• [REQUIRED WORK] Take each line of the records below that contains the string "RenderFrame" and copy it.

• [INPUT FOR THIS TASK]

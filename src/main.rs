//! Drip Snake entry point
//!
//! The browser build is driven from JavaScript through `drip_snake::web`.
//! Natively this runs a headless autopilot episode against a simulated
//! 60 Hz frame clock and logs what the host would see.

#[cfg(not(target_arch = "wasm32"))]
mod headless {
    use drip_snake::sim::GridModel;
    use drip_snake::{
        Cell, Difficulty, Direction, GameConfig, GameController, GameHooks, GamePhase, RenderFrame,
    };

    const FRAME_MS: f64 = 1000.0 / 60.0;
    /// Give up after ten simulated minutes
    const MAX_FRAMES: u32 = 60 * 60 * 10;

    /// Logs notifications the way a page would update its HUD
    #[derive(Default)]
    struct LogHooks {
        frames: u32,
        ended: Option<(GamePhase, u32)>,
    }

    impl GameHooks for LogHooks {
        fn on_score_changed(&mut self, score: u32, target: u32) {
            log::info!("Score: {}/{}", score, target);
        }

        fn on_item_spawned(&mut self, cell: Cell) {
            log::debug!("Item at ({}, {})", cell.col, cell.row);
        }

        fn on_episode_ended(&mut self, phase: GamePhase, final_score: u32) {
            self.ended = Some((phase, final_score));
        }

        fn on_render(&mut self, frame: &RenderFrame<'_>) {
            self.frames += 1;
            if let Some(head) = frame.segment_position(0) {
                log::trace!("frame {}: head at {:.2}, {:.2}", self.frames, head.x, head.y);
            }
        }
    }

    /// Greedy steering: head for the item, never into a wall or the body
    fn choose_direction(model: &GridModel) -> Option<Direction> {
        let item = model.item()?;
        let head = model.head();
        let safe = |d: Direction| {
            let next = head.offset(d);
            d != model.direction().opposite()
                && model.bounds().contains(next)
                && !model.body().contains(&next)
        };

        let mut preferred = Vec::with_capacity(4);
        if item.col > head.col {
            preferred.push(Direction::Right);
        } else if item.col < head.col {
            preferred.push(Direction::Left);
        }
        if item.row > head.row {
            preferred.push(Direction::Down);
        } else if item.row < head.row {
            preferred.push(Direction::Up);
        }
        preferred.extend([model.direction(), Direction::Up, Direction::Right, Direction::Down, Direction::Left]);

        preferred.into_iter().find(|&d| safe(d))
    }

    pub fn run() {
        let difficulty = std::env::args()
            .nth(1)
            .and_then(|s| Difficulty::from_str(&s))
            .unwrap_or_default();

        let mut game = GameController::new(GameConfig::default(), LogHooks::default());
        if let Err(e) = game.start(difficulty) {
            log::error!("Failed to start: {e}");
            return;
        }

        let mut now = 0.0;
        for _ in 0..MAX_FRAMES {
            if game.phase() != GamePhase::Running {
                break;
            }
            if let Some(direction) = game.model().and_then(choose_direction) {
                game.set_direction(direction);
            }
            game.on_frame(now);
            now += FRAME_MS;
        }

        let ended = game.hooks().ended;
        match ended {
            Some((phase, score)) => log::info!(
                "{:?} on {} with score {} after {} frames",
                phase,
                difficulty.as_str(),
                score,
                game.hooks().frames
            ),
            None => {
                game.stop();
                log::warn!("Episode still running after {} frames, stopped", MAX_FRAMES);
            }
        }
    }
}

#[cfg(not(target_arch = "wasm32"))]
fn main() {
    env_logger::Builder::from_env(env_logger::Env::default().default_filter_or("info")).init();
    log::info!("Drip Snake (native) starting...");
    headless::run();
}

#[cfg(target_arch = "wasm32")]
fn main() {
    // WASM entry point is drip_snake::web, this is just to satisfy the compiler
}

• [EXPECTED ANSWER]
        Cell, Difficulty, Direction, GameConfig, GameController, GameHooks, GamePhase, RenderFrame,
        fn on_render(&mut self, frame: &RenderFrame<'_>) {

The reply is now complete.